Hazırlanışı: Soğanı, sarmısağı ve havucu zeytinyağında iki dakika çevirin; kabukları ayıklanmış nohutları ve jambon dışındaki malzemeyi katın. 5 dakika kaynatın. Hepsini blenderden geçirip pürüzsüz bir krema elde edin ve sıcak olarak servis yapın. Kaselerin üzerini doğranmış jambonlarla süsleyin. Jambon yerine kızarmış sucuk da kullanabilirsiniz.
Sevdalı piliç
Dikkat, bir gün önceden hazırlanması gerekiyor!
Malzemesi: 1 tavukgöğsü, 1 tatlı kaşığı sirke, 4 kaşık tereyağı, 1,5 fincan süt, 1/4 rendelenmiş soğan (suyu süzülecek), 1/2 ince kıyılmış pırasa, 1 tatlı kaşığı brandy, 1 tutam küçük hindistancevizi, tuz ve beyaz biber.
Hazırlanışı: Tavukgöğsünü ikiye bölün; sirkeyle ovarak 15 dakika dinlendirin. Soğuk suyla yıkayarak, tuz, beyaz biber ve erimiş tereyağı ile çeşnilendirin. Bu iki parçayı buzdolabına koyarak ertesi güne kadar bekletin. Soğanla pırasayı geri kalan tereyağında çevirin. Aynı yağın içinde tavukgöğüslerini de kızartın. Sütü katara kısık ateşte yarım saat pişirin. Yumuşayınca tavuk etlerini içinden çıkarın. Sosun içine un katarak, kısık ateşte karıştıra karıştıra pişirip bir sos elde edin. Küçük hindistancevizi rendesi ve brandy katın. Sosu etlerin üzerine dökerek, yanında safranlı ve üzümlü pilavla servis yapın.
Enginarlı erişte
10 dakikada hazırlanabilen bu yemek, soğuk haliyle salata olarak da sofranızda yer alabilir. Bol miktarda afrodizyak malzeme içerir.

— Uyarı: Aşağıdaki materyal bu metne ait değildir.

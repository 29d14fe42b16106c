//! Health check (§6). No external dependencies to probe once the
//! MCP/agent-registry surface is gone, so this simply confirms the
//! process is up and serving.

use actix_web::{web, HttpResponse};
use chrono::Utc;

use crate::dto::HealthResponse;

pub async fn health_check() -> HttpResponse {
    HttpResponse::Ok().json(HealthResponse { status: "healthy", timestamp: Utc::now(), version: env!("CARGO_PKG_VERSION") })
}

pub fn configure(cfg: &mut web::ServiceConfig) {
    cfg.service(web::resource("/health").route(web::get().to(health_check)));
}

#[cfg(test)]
mod tests {
    use super::*;
    use actix_web::{test, App};

    #[actix_web::test]
    async fn health_check_reports_healthy() {
        let app = test::init_service(App::new().configure(configure)).await;
        let req = test::TestRequest::get().uri("/health").to_request();
        let resp = test::call_service(&app, req).await;
        assert!(resp.status().is_success());
        let body: serde_json::Value = test::read_body_json(resp).await;
        assert_eq!(body["status"], "healthy");
    }
}
//! Task subdivision: spawning a nested sub-workflow from a running
//! task, selecting among alternatives, and adopting a selected
//! subdivision's shape back into the parent workflow as a new version
//! (§4.8).

pub mod definition;
pub mod error;
pub mod service;

pub use definition::{build_graph, BuiltGraph, SubWorkflowDefinition, SubWorkflowEdgeSpec, SubWorkflowNodeSpec};
pub use error::{SubdivisionServiceError, SubdivisionServiceResult};
pub use service::{SubdivisionHierarchy, SubdivisionService};
impl TryFrom<AdoptionRow> for Adoption {
    type Error = WorkflowError;

    fn try_from(row: AdoptionRow) -> Result<Self> {
        let new_node_ids: Vec<NodeId> = serde_json::from_value(row.new_node_ids)
            .map_err(|e| WorkflowError::data_parse(format!("adoption.new_node_ids: {e}")))?;
        Ok(Adoption {
            adoption_id: row.adoption_id.into(),
            subdivision_id: row.subdivision_id.into(),
            original_workflow_base_id: row.original_workflow_base_id.into(),
            new_workflow_id: row.new_workflow_id.into(),
            target_node_id: row.target_node_id.into(),
            adoption_name: row.adoption_name,
            new_node_ids,
            created_at: row.created_at,
        })
    }
}
//! Human, agent, and simulator task services, and the node-completion
//! check that ties a task's terminal status back into the execution
//! engine (§4.5-§4.7).

pub mod agent;
pub mod client;
pub mod error;
pub mod human;
pub mod node_completion;
pub mod priority;
pub mod simulator;

pub use agent::AgentTaskService;
pub use client::{AgentClient, ReqwestAgentClient, UnconfiguredAgentClient};
pub use error::{TaskServiceError, TaskServiceResult};
pub use human::{HumanTaskService, TaskDetails, TaskSummary};
pub use node_completion::check_node_completion;
pub use simulator::{SimulatorEngine, SimulatorOutcome, SimulatorSession, SimulatorStatus};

Malzemesi: 250 gr. erişte, 1 fincan enginar (zeytinyağında bekletilip küçük doğranmış), 1 kavanoz kırmızı biber, 60 gr. taze keçi peyniri, 6 büyük zeytin (siyah ya da yeşil), 1/4 fincan çamfıstığı (isteğe bağlı), 2 büyük ve olgun domates, 1/3 fincan zeytinyağı, 2 kaşık ince kıyılmış taze fesleğen, tuz ve karabiber.
Hazırlanışı: Zeytinyağını, enginarların suyunu ve kırmızı biberleri küçük bir tavanın içinde ısıtın. Kullanacaksanız, çamfıstıklarını da. Erişteyi al dente kıvamında haşlarken, domateslerle zeytinleri ufak ufak doğrayın. Doğranmış enginarlarla karıştırın. Eriştelerin suyunu süzün ve aynı tencerenin içinde, didilmiş keçi peyniriyle fesleğen de dahil olmak üzere tüm malzemeleri birbirine katın. Tuz ve karabiberle çeşnilendirin.
Manevi teselli sütlacı
Malzemesi: 1/2 fincan pirinç, 10 fincan süt, 1 fincan şeker, 1 çubuk tarçın, 1 kaşık toz tarçın, 1 parça limon kabuğu, 4 fincan ılık su.
Hazırlanışı: Pirinci ılık suda yarım saat ıslatın. Suyunu süzün. Pirinci çubuk tarçınla birlikte sütün içine koyup kaynatarak, yumuşayana kadar, yaklaşık yarım saat pişirin. Şekeri ve limon kabuğunu katıp, dibine tutmaması için arada bir karıştırarak, katılaşana kadar yaklaşık yarım saat daha çok kısık ateşte pişirin. Bir kaseye boşaltarak buzdolabında soğutun ve ikram etmeden önce üzerine toz tarçın serpin.